# Pad & Quill Case for Kindle 3 Available to Purchase Now



## Lysis_and_Isis (Aug 13, 2010)

This Engadget review calls the Pad and Quill "the toughest of all the gadget cases which imitate Moleskine notebooks."

The case itself is available to purchase here. The description's fanciful enough to incite curiosity:



> Covered in bonded leather[,] this case provides rugged protection[] while creating the feel of holding a traditional book in your hand. Hand[]made in Minneapolis[,] these cases are designed with precision cuts to fit your Kindle perfectly, allowing for easy access to the functions of your device. . . . Using traditional bookbind[ing] techniques[,] we cover the frame with a premium leather cover and beautiful deep red interior paper. Our unique cranberry "bookmark" allows for simple removal of the device, and a classic "moleskin" strap helps keep the case closed for travel or going back on the bookshelf. We even included *unique sound channels within our case to reflect the sounds back to the listener*.

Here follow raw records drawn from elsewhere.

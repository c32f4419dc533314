use axum::{
    http::StatusCode,
    response::{IntoResponse, Response},
    Json,
};
use serde_json::json;
use thiserror::Error;

use crate::analysis::input::InputError;
use crate::analysis::models::AnalysisError;

/// Application-level error type.
/// Implements `IntoResponse` so Axum handlers can return `Result<T, AppError>`.
#[derive(Debug, Error)]
pub enum AppError {
    #[error("Validation error: {0}")]
    Validation(String),

    #[error("Payload too large: {0}")]
    PayloadTooLarge(String),

    #[error("Unsupported media type: {0}")]
    UnsupportedMediaType(String),

    #[error("LLM error: {0}")]
    Llm(String),

    #[error("Invalid model response: {0}")]
    InvalidModelResponse(String),

    #[error("Internal server error: {0}")]
    Internal(#[from] anyhow::Error),
}

impl From<InputError> for AppError {
    fn from(error: InputError) -> Self {
        match error {
            InputError::FileTooLarge { .. } | InputError::RequestTooLarge => {
                AppError::PayloadTooLarge(error.to_string())
            }
            InputError::NotAnImage { .. } => AppError::UnsupportedMediaType(error.to_string()),
            _ => AppError::Validation(error.to_string()),
        }
    }
}

impl From<AnalysisError> for AppError {
    fn from(error: AnalysisError) -> Self {
        match error {
            AnalysisError::Transport(e) => AppError::Llm(e.to_string()),
            AnalysisError::InvalidResponse(msg) => AppError::InvalidModelResponse(msg),
            AnalysisError::Input(e) => e.into(),
        }
    }
}

impl IntoResponse for AppError {
    fn into_response(self) -> Response {
        let (status, code, message) = match &self {
            AppError::Validation(msg) => (StatusCode::BAD_REQUEST, "VALIDATION_ERROR", msg.clone()),
            AppError::PayloadTooLarge(msg) => (
                StatusCode::PAYLOAD_TOO_LARGE,
                "PAYLOAD_TOO_LARGE",
                msg.clone(),
            ),
            AppError::UnsupportedMediaType(msg) => (
                StatusCode::UNSUPPORTED_MEDIA_TYPE,
                "UNSUPPORTED_MEDIA_TYPE",
                msg.clone(),
            ),
            AppError::Llm(msg) => {
                tracing::error!("LLM error: {msg}");
                (
                    StatusCode::BAD_GATEWAY,
                    "LLM_ERROR",
                    "An AI processing error occurred".to_string(),
                )
            }
            AppError::InvalidModelResponse(msg) => {
                tracing::error!("Invalid model response: {msg}");
                (
                    StatusCode::BAD_GATEWAY,
                    "INVALID_MODEL_RESPONSE",
                    "The AI returned a response that could not be understood".to_string(),
                )
            }
            AppError::Internal(e) => {
                tracing::error!("Internal error: {e:?}");
                (
                    StatusCode::INTERNAL_SERVER_ERROR,
                    "INTERNAL_ERROR",
                    "An internal server error occurred".to_string(),
                )
            }
        };

        let body = Json(json!({
            "error": {
                "code": code,
                "message": message
            }
        }));

        (status, body).into_response()
    }
}
// Presentation layer: the single-page dashboard.
// UI state is explicit (state.rs); handlers build it per request and render it.

pub mod download;
pub mod handlers;
pub mod notification;
pub mod render;
pub mod score;
pub mod state;
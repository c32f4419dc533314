use anyhow::{Context, Result};

use crate::llm_client::DEFAULT_API_URL;

/// Application configuration loaded from environment variables.
/// Startup fails if required variables are missing.
#[derive(Debug, Clone)]
pub struct Config {
    pub anthropic_api_key: String,
    pub anthropic_api_url: String,
    /// Total outbound attempts per analysis. 1 means no retry.
    pub llm_max_attempts: u32,
    pub llm_timeout_secs: u64,
    pub port: u16,
    pub rust_log: String,
}

impl Config {
    pub fn from_env() -> Result<Self> {
        dotenvy::dotenv().ok(); // load .env if present; ignore if missing

        Ok(Config {
            anthropic_api_key: require_env("ANTHROPIC_API_KEY")?,
            anthropic_api_url: std::env::var("ANTHROPIC_API_URL")
                .unwrap_or_else(|_| DEFAULT_API_URL.to_string()),
            llm_max_attempts: parse_env("LLM_MAX_ATTEMPTS", 1)?.max(1),
            llm_timeout_secs: parse_env("LLM_TIMEOUT_SECS", 120)?,
            port: parse_env("PORT", 8080)?,
            rust_log: std::env::var("RUST_LOG").unwrap_or_else(|_| "info".to_string()),
        })
    }
}

fn require_env(key: &str) -> Result<String> {
    std::env::var(key).with_context(|| format!("Required environment variable '{key}' is not set"))
}

fn parse_env<T>(key: &str, default: T) -> Result<T>
where
    T: std::str::FromStr,
    T::Err: std::error::Error + Send + Sync + 'static,
{
    match std::env::var(key) {
        Ok(raw) => raw
            .trim()
            .parse::<T>()
            .with_context(|| format!("{key} must be a valid number, got '{raw}'")),
        Err(_) => Ok(default),
    }
}
//! Axum route handlers for the JSON analysis API.

use axum::{
    extract::{Multipart, State},
    Json,
};

use crate::analysis::input::{read_analysis_form, require_text, InputError, TextField};
use crate::analysis::models::{
    AnalysisRequest, AnalysisResult, ImageAnalysisRequest, TextAnalysisRequest,
};
use crate::errors::AppError;
use crate::state::AppState;

/// POST /api/v1/analyze/text
///
/// Analyzes a pasted resume against a job description.
pub async fn handle_analyze_text(
    State(state): State<AppState>,
    Json(request): Json<TextAnalysisRequest>,
) -> Result<Json<AnalysisResult>, AppError> {
    require_text(TextField::Resume, &request.resume_text)?;
    require_text(TextField::JobDescription, &request.job_description_text)?;

    let result = state
        .analyzer
        .analyze(&AnalysisRequest::Text(request))
        .await?;

    Ok(Json(result))
}

/// POST /api/v1/analyze/image
///
/// Multipart body with `resume_file` (PNG/JPEG, at most 4 MiB) and `job_description`.
pub async fn handle_analyze_image(
    State(state): State<AppState>,
    multipart: Multipart,
) -> Result<Json<AnalysisResult>, AppError> {
    let form = read_analysis_form(multipart).await?;

    let upload = form.resume_file.ok_or(InputError::EmptyResume)?;
    upload.validate()?;
    require_text(TextField::JobDescription, &form.job_description)?;

    let request = AnalysisRequest::Image(ImageAnalysisRequest {
        resume_data_uri: upload.to_data_uri().to_string(),
        job_description: form.job_description,
    });
    let result = state.analyzer.analyze(&request).await?;

    Ok(Json(result))
}

#[cfg(test)]
mod tests {
    use std::sync::Arc;

    use axum::{
        body::{to_bytes, Body},
        http::{header, Request, StatusCode},
    };
    use serde_json::{json, Value};
    use tower::ServiceExt;

    use crate::analysis::models::{AnalysisError, AnalysisRequest};
    use crate::routes::build_router;
    use crate::state::AppState;
    use crate::test_support::{multipart_body, MultipartPart, StubAnalyzer, BOUNDARY};

    async fn send(stub: Arc<StubAnalyzer>, request: Request<Body>) -> (StatusCode, Value) {
        let app = build_router(AppState { analyzer: stub });
        let response = app.oneshot(request).await.unwrap();
        let status = response.status();
        let body = to_bytes(response.into_body(), usize::MAX).await.unwrap();
        (status, serde_json::from_slice(&body).unwrap())
    }

    fn json_request(uri: &str, body: Value) -> Request<Body> {
        Request::post(uri)
            .header(header::CONTENT_TYPE, "application/json")
            .body(Body::from(body.to_string()))
            .unwrap()
    }

    fn multipart_request(uri: &str, parts: &[MultipartPart<'_>]) -> Request<Body> {
        Request::post(uri)
            .header(
                header::CONTENT_TYPE,
                format!("multipart/form-data; boundary={BOUNDARY}"),
            )
            .body(Body::from(multipart_body(parts)))
            .unwrap()
    }

    #[tokio::test]
    async fn test_text_analysis_returns_model_values() {
        let stub = StubAnalyzer::replying(82.0, None, "Solid fit.");
        let (status, body) = send(
            stub.clone(),
            json_request(
                "/api/v1/analyze/text",
                json!({
                    "resumeText": "Java developer, 5 years",
                    "jobDescriptionText": "Seeking Java developer"
                }),
            ),
        )
        .await;

        assert_eq!(status, StatusCode::OK);
        assert_eq!(body["keywordMatchScore"], 82.0);
        assert_eq!(body["feedback"], "Solid fit.");

        let seen = stub.requests();
        assert_eq!(seen.len(), 1);
        match &seen[0] {
            AnalysisRequest::Text(r) => {
                assert_eq!(r.resume_text, "Java developer, 5 years");
                assert_eq!(r.job_description_text, "Seeking Java developer");
            }
            other => panic!("expected text request, got {other:?}"),
        }
    }

    #[tokio::test]
    async fn test_blank_job_description_is_rejected_before_model_call() {
        let stub = StubAnalyzer::replying(10.0, None, "unused");
        let (status, body) = send(
            stub.clone(),
            json_request(
                "/api/v1/analyze/text",
                json!({"resumeText": "Resume", "jobDescriptionText": "   "}),
            ),
        )
        .await;

        assert_eq!(status, StatusCode::BAD_REQUEST);
        assert_eq!(body["error"]["code"], "VALIDATION_ERROR");
        assert!(stub.requests().is_empty());
    }

    #[tokio::test]
    async fn test_invalid_model_reply_maps_to_bad_gateway() {
        let stub = StubAnalyzer::failing(|| {
            AnalysisError::InvalidResponse("missing keywordMatchScore".to_string())
        });
        let (status, body) = send(
            stub,
            json_request(
                "/api/v1/analyze/text",
                json!({"resumeText": "Resume", "jobDescriptionText": "JD"}),
            ),
        )
        .await;

        assert_eq!(status, StatusCode::BAD_GATEWAY);
        assert_eq!(body["error"]["code"], "INVALID_MODEL_RESPONSE");
    }

    #[tokio::test]
    async fn test_image_analysis_builds_data_uri() {
        let stub = StubAnalyzer::replying(40.0, Some(55.0), "Add a summary.");
        let (status, body) = send(
            stub.clone(),
            multipart_request(
                "/api/v1/analyze/image",
                &[
                    MultipartPart::file("resume_file", "cv.png", "image/png", b"hi"),
                    MultipartPart::text("job_description", "Rust engineer"),
                ],
            ),
        )
        .await;

        assert_eq!(status, StatusCode::OK);
        assert_eq!(body["completenessScore"], 55.0);

        match &stub.requests()[0] {
            AnalysisRequest::Image(r) => {
                assert_eq!(r.resume_data_uri, "data:image/png;base64,aGk=");
                assert_eq!(r.job_description, "Rust engineer");
            }
            other => panic!("expected image request, got {other:?}"),
        }
    }

    #[tokio::test]
    async fn test_pdf_upload_is_unsupported_media_type() {
        let stub = StubAnalyzer::replying(1.0, None, "unused");
        let (status, body) = send(
            stub.clone(),
            multipart_request(
                "/api/v1/analyze/image",
                &[
                    MultipartPart::file("resume_file", "cv.pdf", "application/pdf", b"%PDF-1.7"),
                    MultipartPart::text("job_description", "Rust engineer"),
                ],
            ),
        )
        .await;

        assert_eq!(status, StatusCode::UNSUPPORTED_MEDIA_TYPE);
        assert_eq!(body["error"]["code"], "UNSUPPORTED_MEDIA_TYPE");
        assert!(stub.requests().is_empty());
    }

    #[tokio::test]
    async fn test_oversized_upload_is_payload_too_large() {
        let big = vec![0u8; crate::analysis::input::MAX_RESUME_IMAGE_BYTES + 1];
        let stub = StubAnalyzer::replying(1.0, None, "unused");
        let (status, body) = send(
            stub.clone(),
            multipart_request(
                "/api/v1/analyze/image",
                &[
                    MultipartPart::file("resume_file", "cv.jpg", "image/jpeg", &big),
                    MultipartPart::text("job_description", "Rust engineer"),
                ],
            ),
        )
        .await;

        assert_eq!(status, StatusCode::PAYLOAD_TOO_LARGE);
        assert_eq!(body["error"]["code"], "PAYLOAD_TOO_LARGE");
        assert!(stub.requests().is_empty());
    }

    #[tokio::test]
    async fn test_body_over_request_limit_is_payload_too_large() {
        let big = vec![0u8; 9 * 1024 * 1024];
        let stub = StubAnalyzer::replying(1.0, None, "unused");
        let (status, body) = send(
            stub.clone(),
            multipart_request(
                "/api/v1/analyze/image",
                &[
                    MultipartPart::text("job_description", "Rust engineer"),
                    MultipartPart::file("resume_file", "cv.jpg", "image/jpeg", &big),
                ],
            ),
        )
        .await;

        assert_eq!(status, StatusCode::PAYLOAD_TOO_LARGE);
        assert_eq!(body["error"]["code"], "PAYLOAD_TOO_LARGE");
        assert!(stub.requests().is_empty());
    }

    #[tokio::test]
    async fn test_missing_file_is_validation_error() {
        let stub = StubAnalyzer::replying(1.0, None, "unused");
        let (status, _) = send(
            stub.clone(),
            multipart_request(
                "/api/v1/analyze/image",
                &[MultipartPart::text("job_description", "Rust engineer")],
            ),
        )
        .await;

        assert_eq!(status, StatusCode::BAD_REQUEST);
        assert!(stub.requests().is_empty());
    }
}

This, by the way, is me after reading that last sentence:


----------



## 911jason (Aug 17, 2009)

They're kind of cool... although I'd like them better if they didn't use a strap around the outside to keep the cover closed. Kind of ruins the effect of an actual book.


----------



## PG4003 (Patricia) (Jan 30, 2010)

Very cool.  But it looks like you can't fold it back for reading.


----------



## odelay (May 9, 2010)

PG4003 (Patricia) said:


> Very cool. But it looks like you can't fold it back for reading.


It looks like you can't, but if you watch the video of the iPad case, there's a bit when they fold the cover back, so I'd assume it would be the same for the kindle case.


----------



## Shawna (Feb 25, 2009)

I wonder if it smells like a book - that would solve one problem for many DTB purists!!!  

Seriously though, I like it - a very interesting looking cover!


----------



## kindlegrl81 (Jan 19, 2010)

I don't know...to me it looks like a fancy version of the box my kindle came in from amazon.  Not really my cup of tea.  I think I will be sticking with the covers I already have.


----------



## Elk (Oct 4, 2010)

Lysis_and_Isis said:


> This, by the way, is me after reading that last sentence


I think the reference to "sound channels" reflecting sound to the listener is simply a recognition that the speakers are on the back. The case is apparently designed not to muffle the sound.


----------



## skyblue (Dec 23, 2009)

kindlegrl81 said:


> I don't know...to me it looks like a fancy version of the box my kindle came in from amazon. Not really my cup of tea. I think I will be sticking with the covers I already have.


I totally concur!


----------



## Lysis_and_Isis (Aug 13, 2010)

Elk said:


> I think the reference to "sound channels" reflecting sound to the listener is simply a recognition that the speakers are on the back. The case is apparently designed not to muffle the sound.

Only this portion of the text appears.